Having grown up in Media and having studied communications at Philadelphia’s Temple University, Joey hadn’t spent much time in West Chester before. It wasn’t until her high school and college friend, Liz Smutko, suggested starting a Pilates studio in West Chester that Joey’s passion took off.
“I had studied dance when I was a kid and my friend, as a basketball player, was throwing out her back a lot. We read about Pilates, but we just couldn’t find it around us. So we took up power yoga.”
Different from regular yoga, this form of yoga requires a complete alignment of the body and mind, as well as constant motion. Joey fell in love with this yoga because of her previous training as a dancer. But her heart still belonged to pilates. When she and Liz became trained in yoga, her friend suggested a West Chester pilates studio.
Was she like a catalyst? I asked Joey.
“She absolutely was,” Joey stated. “I completely blame her.”
Though Liz never started the business with her, Joey loves the mind-body workouts pilates brings her and the rehabilitative nature of it.
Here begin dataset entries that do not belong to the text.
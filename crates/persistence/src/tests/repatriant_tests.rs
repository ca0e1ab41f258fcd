// Copyright (C) 2026 Fred Clausen
// Use of this source code is governed by an MIT-style
// license that can be found in the LICENSE file or at
// https://opensource.org/licenses/MIT.

//! Tests for repatriant registration, editing and deletion.

use super::{
    create_test_dependent, create_test_fields, create_test_persistence, create_test_user,
    register_test_repatriant, test_now,
};
use crate::{NewOtherRecord, PersistenceError, RepatriantChanges};
use repatria_domain::QueueFactors;

#[test]
fn test_register_assigns_sequential_ids() {
    let mut persistence = create_test_persistence();

    let first = register_test_repatriant(&mut persistence, "ПЕТРОВ");
    let second = register_test_repatriant(&mut persistence, "СИДОРОВ");

    assert_eq!(first, 1);
    assert_eq!(second, 2);
}

#[test]
fn test_register_routes_dependents_by_relationship() {
    let mut persistence = create_test_persistence();

    let dependents = vec![
        create_test_dependent("СЫН", "ПЕТРОВ ПЁТР", "2015"),
        create_test_dependent("дочь", "ПЕТРОВА АННА", "2018"),
        create_test_dependent("СУПРУГА", "ПЕТРОВА МАРИЯ", "1990"),
    ];
    let id = persistence
        .register_repatriant(&create_test_fields("ПЕТРОВ", "ИВАН"), &dependents)
        .unwrap();

    let family = persistence.get_family(id).unwrap();
    assert_eq!(family.children.len(), 2);
    assert_eq!(family.family_members.len(), 1);
    assert_eq!(family.family_members[0].birth_year, Some(1990));
    assert_eq!(family.children[0].birth_year.as_deref(), Some("2015"));
}

#[test]
fn test_family_member_with_unparseable_year_stores_null() {
    let mut persistence = create_test_persistence();

    let dependents = vec![create_test_dependent("БРАТ", "ПЕТРОВ ОЛЕГ", "около 1985")];
    let id = persistence
        .register_repatriant(&create_test_fields("ПЕТРОВ", "ИВАН"), &dependents)
        .unwrap();

    let family = persistence.get_family(id).unwrap();
    assert_eq!(family.family_members[0].birth_year, None);
}

#[test]
fn test_update_changes_only_given_fields() {
    let mut persistence = create_test_persistence();
    let id = register_test_repatriant(&mut persistence, "ПЕТРОВ");

    let changes = RepatriantChanges {
        phone: Some(String::from("+7 700 000 00 00")),
        ..RepatriantChanges::default()
    };
    persistence.update_repatriant(id, &changes, None).unwrap();

    let repatriant = persistence.get_repatriant(id).unwrap().unwrap();
    assert_eq!(repatriant.phone.as_deref(), Some("+7 700 000 00 00"));
    assert_eq!(repatriant.surname.as_deref(), Some("ПЕТРОВ"));
}

#[test]
fn test_update_replaces_the_whole_dependent_set() {
    let mut persistence = create_test_persistence();
    let dependents = vec![
        create_test_dependent("СЫН", "ПЕТРОВ ПЁТР", "2015"),
        create_test_dependent("МАТЬ", "ПЕТРОВА ОЛЬГА", "1960"),
    ];
    let id = persistence
        .register_repatriant(&create_test_fields("ПЕТРОВ", "ИВАН"), &dependents)
        .unwrap();

    let replacement = vec![create_test_dependent("ДОЧЬ", "ПЕТРОВА АННА", "2019")];
    persistence
        .update_repatriant(id, &RepatriantChanges::default(), Some(&replacement))
        .unwrap();

    let family = persistence.get_family(id).unwrap();
    assert_eq!(family.children.len(), 1);
    assert_eq!(family.children[0].full_name.as_deref(), Some("ПЕТРОВА АННА"));
    assert!(family.family_members.is_empty());
}

#[test]
fn test_update_unknown_repatriant_is_not_found() {
    let mut persistence = create_test_persistence();

    let changes = RepatriantChanges {
        phone: Some(String::from("123")),
        ..RepatriantChanges::default()
    };
    let result = persistence.update_repatriant(99, &changes, None);

    assert!(matches!(result, Err(PersistenceError::NotFound(_))));
}

#[test]
fn test_delete_cascades_but_keeps_audit_trail() {
    let mut persistence = create_test_persistence();
    let user_id = create_test_user(&mut persistence);
    let dependents = vec![create_test_dependent("СЫН", "ПЕТРОВ ПЁТР", "2015")];
    let id = persistence
        .register_repatriant(&create_test_fields("ПЕТРОВ", "ИВАН"), &dependents)
        .unwrap();

    let note = NewOtherRecord {
        title: String::from("Звонок"),
        record_date: String::from("2026-02-01"),
        category: None,
        content: String::from("Уточнены документы"),
    };
    persistence.create_other_record(id, &note, user_id).unwrap();
    persistence
        .add_to_queue(id, QueueFactors::new(true, false, false), user_id, test_now())
        .unwrap();

    let entry = repatria_audit::AuditEntry::new(
        repatria_audit::Actor::new(user_id, String::from("admin")),
        repatria_audit::Action::new(
            String::from(repatria_audit::actions::REGISTER_REPATRIANT),
            None,
        ),
        Some(id),
    );
    persistence.log_action(&entry).unwrap();

    persistence.delete_repatriant(id).unwrap();

    assert!(persistence.get_repatriant(id).unwrap().is_none());
    assert!(persistence.get_family(id).unwrap().children.is_empty());
    assert!(persistence.list_other_records(id, true).unwrap().is_empty());
    assert!(persistence.active_queue_entry_for(id).unwrap().is_none());
    assert_eq!(persistence.logs_for_repatriant(id).unwrap().len(), 1);
}

#[test]
fn test_delete_unknown_repatriant_is_not_found() {
    let mut persistence = create_test_persistence();
    assert!(matches!(
        persistence.delete_repatriant(42),
        Err(PersistenceError::NotFound(_))
    ));
}

#[test]
fn test_lookup_matches_name_phrase_case_insensitively() {
    let mut persistence = create_test_persistence();
    persistence
        .register_repatriant(&create_test_fields("ПЕТРОВ", "ИВАН"), &[])
        .unwrap();
    persistence
        .register_repatriant(&create_test_fields("ПЕТРОВ", "ОЛЕГ"), &[])
        .unwrap();

    let both = persistence.lookup_repatriants("петров").unwrap();
    assert_eq!(both.len(), 2);

    let one = persistence.lookup_repatriants("петров олег").unwrap();
    assert_eq!(one.len(), 1);
    assert_eq!(one[0].full_name, "ПЕТРОВ ОЛЕГ ИВАНОВИЧ");
}

#[test]
fn test_lookup_words_must_be_adjacent_in_the_name() {
    let mut persistence = create_test_persistence();
    let mut fields = create_test_fields("СИДОРОВ", "ИВАН");
    fields.patronymic = Some(String::from("ПЕТРОВИЧ"));
    persistence.register_repatriant(&fields, &[]).unwrap();

    assert!(persistence.lookup_repatriants("петров иван").unwrap().is_empty());
    assert_eq!(persistence.lookup_repatriants("иван петров").unwrap().len(), 1);
}

#[test]
fn test_lookup_matches_file_code() {
    let mut persistence = create_test_persistence();
    let mut fields = create_test_fields("ПЕТРОВ", "ИВАН");
    fields.file_code = Some(String::from("АБ-102"));
    let id = persistence.register_repatriant(&fields, &[]).unwrap();
    register_test_repatriant(&mut persistence, "СИДОРОВ");

    let found = persistence.lookup_repatriants("аб-10").unwrap();
    assert_eq!(found.len(), 1);
    assert_eq!(found[0].repatriant_id, id);
    assert_eq!(found[0].file_code.as_deref(), Some("АБ-102"));
}

#[test]
fn test_lookup_treats_wildcards_literally() {
    let mut persistence = create_test_persistence();
    register_test_repatriant(&mut persistence, "ПЕТРОВ");

    assert!(persistence.lookup_repatriants("%").unwrap().is_empty());
}

#[test]
fn test_count_registered_on_date() {
    let mut persistence = create_test_persistence();
    register_test_repatriant(&mut persistence, "ПЕТРОВ");

    assert_eq!(persistence.count_registered_on("2026-01-15").unwrap(), 1);
    assert_eq!(persistence.count_registered_on("2026-01-16").unwrap(), 0);
}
“One of my favorite things is to teach [my students] that they’re not broken,” she said. “It’s very rehabilitative for everyone. You strengthen and stretch muscles and increase your flexibility. You feel better no matter how you walk in.”
Joey recognizes the complementary nature of both yoga and pilates, and stated that it was because of her training in yoga that made her a better pilates instructor and student, and visa versa.
“I was aware of what I should feel in every movement,” she said, “and I could express it to my students, as well as feel it myself.”
But one of the most important aspects of her job is being able to connect with her clients.
“It’s been a real joy to meet the clients that I’ve had. Two of my clients met here and are now married. I feel very honored to have known them.”